Work request: Search the records for "CancelToken". Copy every line where it appears.
+ + +
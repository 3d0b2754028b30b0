//! Harmonic linearization of the raw sensor reading.
//!
//! ```text
//! linearized = raw - k(1,1)*cos(1*raw) - k(1,2)*sin(1*raw)
//!                  - k(2,1)*cos(2*raw) - k(2,2)*sin(2*raw)
//!                  - ...
//! ```
//!
//! Coefficients are in degrees; the trigonometric arguments are the raw
//! reading in radians.

use heapless::Vec;

use super::Degrees;
use super::config::AngleConfigError;
use crate::consts::{MAX_HARMONICS, UNCOOK_ITERATIONS};

/// Harmonic correction terms, one `[cos, sin]` pair per order.
#[derive(Debug, Clone, Default, PartialEq)]
pub struct Linearization {
    pairs: Vec<[f64; 2], MAX_HARMONICS>,
}

impl Linearization {
    /// No correction.
    pub fn identity() -> Self {
        Self::default()
    }

    /// Build from a flat list ordered `k(1,1), k(1,2), k(2,1), k(2,2), ...`.
    ///
    /// # Errors
    ///
    /// - `OddCoefficientCount` if the list does not hold whole pairs
    /// - `TooManyHarmonics` if it holds more than `MAX_HARMONICS` pairs
    /// - `NonFinite` if any coefficient is NaN or infinite
    pub fn from_coefficients(coefficients: &[f64]) -> Result<Self, AngleConfigError> {
        if coefficients.len() % 2 != 0 {
            return Err(AngleConfigError::OddCoefficientCount(coefficients.len()));
        }
        let mut pairs = Vec::new();
        for pair in coefficients.chunks_exact(2) {
            pairs
                .push([pair[0], pair[1]])
                .map_err(|_| AngleConfigError::TooManyHarmonics {
                    count: coefficients.len() / 2,
                    max: MAX_HARMONICS,
                })?;
        }
        if let Some(bad) = coefficients.iter().find(|k| !k.is_finite()) {
            return Err(AngleConfigError::NonFinite {
                field: "linearization",
                value: *bad,
            });
        }
        Ok(Self { pairs })
    }

    /// Number of harmonic orders.
    #[inline]
    pub fn harmonics(&self) -> usize {
        self.pairs.len()
    }

    #[inline]
    pub fn is_identity(&self) -> bool {
        self.pairs.iter().all(|[c, s]| *c == 0.0 && *s == 0.0)
    }

    /// Coefficient pairs, lowest order first.
    #[inline]
    pub fn pairs(&self) -> &[[f64; 2]] {
        &self.pairs
    }

    /// Sum of the harmonic terms at `raw` [deg].
    pub fn correction(&self, raw: Degrees) -> Degrees {
        let raw_rad = raw.to_radians();
        self.pairs
            .iter()
            .enumerate()
            .map(|(idx, [k_cos, k_sin])| {
                let order = (idx + 1) as f64;
                let (sin, cos) = (order * raw_rad).sin_cos();
                k_cos * cos + k_sin * sin
            })
            .sum()
    }

    /// Apply the correction to a raw reading.
    #[inline]
    pub fn linearize(&self, raw: Degrees) -> Degrees {
        raw - self.correction(raw)
    }

    /// Find the raw reading that linearizes to `linearized`.
    ///
    /// Fixed-point iteration on `raw = linearized + correction(raw)`.
    /// Converges when the correction slope stays below one, which holds for
    /// any physically sensible sensor calibration.
    pub fn delinearize(&self, linearized: Degrees) -> Degrees {
        if self.pairs.is_empty() {
            return linearized;
        }
        let mut raw = linearized;
        for _ in 0..UNCOOK_ITERATIONS {
            let next = linearized + self.correction(raw);
            if (next - raw).abs() < 1e-12 {
                return next;
            }
            raw = next;
        }
        raw
    }
}
//! Configuration files driving complete slews.

use std::io::Write;
use std::path::Path;

use mcontrol_common::angle::UserAngle;
use mcontrol_common::config::ConfigError;
use mcontrol_hal::SimulatedAxis;
use mcontrol_unit::config::{load_config, load_default_configuration};
use mcontrol_unit::{CancelToken, Controller, SlewError};
use tempfile::NamedTempFile;

const SAMPLE_PATH: &str = concat!(env!("CARGO_MANIFEST_DIR"), "/../config/mcontrol.toml");

#[test]
fn sample_config_slews_simulated_axis() {
    let loaded = load_config(Path::new(SAMPLE_PATH)).unwrap();
    let axis = SimulatedAxis::new(loaded.simulation.clone(), loaded.angles.clone());
    let controller = Controller::new(
        loaded.controller.clone(),
        loaded.angles.clone(),
        axis.sensor(),
        axis.motor(),
        axis.clock(),
    )
    .unwrap();

    let outcome = controller
        .slew_user(UserAngle::new(100.0), &CancelToken::new())
        .unwrap();
    assert!(outcome.is_arrived());
    let user = controller.user_angle().unwrap();
    assert!((user - UserAngle::new(100.0)).abs() <= loaded.controller.tolerance);
}

#[test]
fn default_configuration_starts_parked() {
    let loaded = load_default_configuration().unwrap();
    let axis = SimulatedAxis::new(loaded.simulation.clone(), loaded.angles.clone());
    let controller = Controller::new(
        loaded.controller.clone(),
        loaded.angles.clone(),
        axis.sensor(),
        axis.motor(),
        axis.clock(),
    )
    .unwrap();

    let outcome = controller.park(&CancelToken::new()).unwrap();
    assert!(outcome.is_arrived());
    assert!(axis.commands().is_empty());

    // Only 315..335 is safe in the reference installation.
    let err = controller
        .slew_user(UserAngle::new(0.0), &CancelToken::new())
        .unwrap_err();
    assert!(matches!(err, SlewError::UnsafeTarget { .. }));
}

#[test]
fn config_from_temp_file_overrides_tunables() {
    let mut file = NamedTempFile::new().unwrap();
    write!(
        file,
        r#"
[motor]
min_duty = 20.0
max_duty = 60.0

[angles]
minimum_safe_angle = 350.0
maximum_safe_angle = 10.0

[movement]
park_position = 90.0
"#
    )
    .unwrap();
    let loaded = load_config(file.path()).unwrap();
    assert_eq!(loaded.controller.max_duty, 60.0);
    assert_eq!(loaded.controller.park_position.val(), 90.0);
}

#[test]
fn bad_linearization_is_load_time_error() {
    let mut file = NamedTempFile::new().unwrap();
    writeln!(file, "[angles]\nlinearization = [1.0]").unwrap();
    assert!(matches!(
        load_config(file.path()),
        Err(ConfigError::Angle(_))
    ));
}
+ + +
Answer to the exercise:
use mcontrol_unit::{CancelToken, Controller, SlewError};
        .slew_user(UserAngle::new(100.0), &CancelToken::new())
    let outcome = controller.park(&CancelToken::new()).unwrap();
        .slew_user(UserAngle::new(0.0), &CancelToken::new())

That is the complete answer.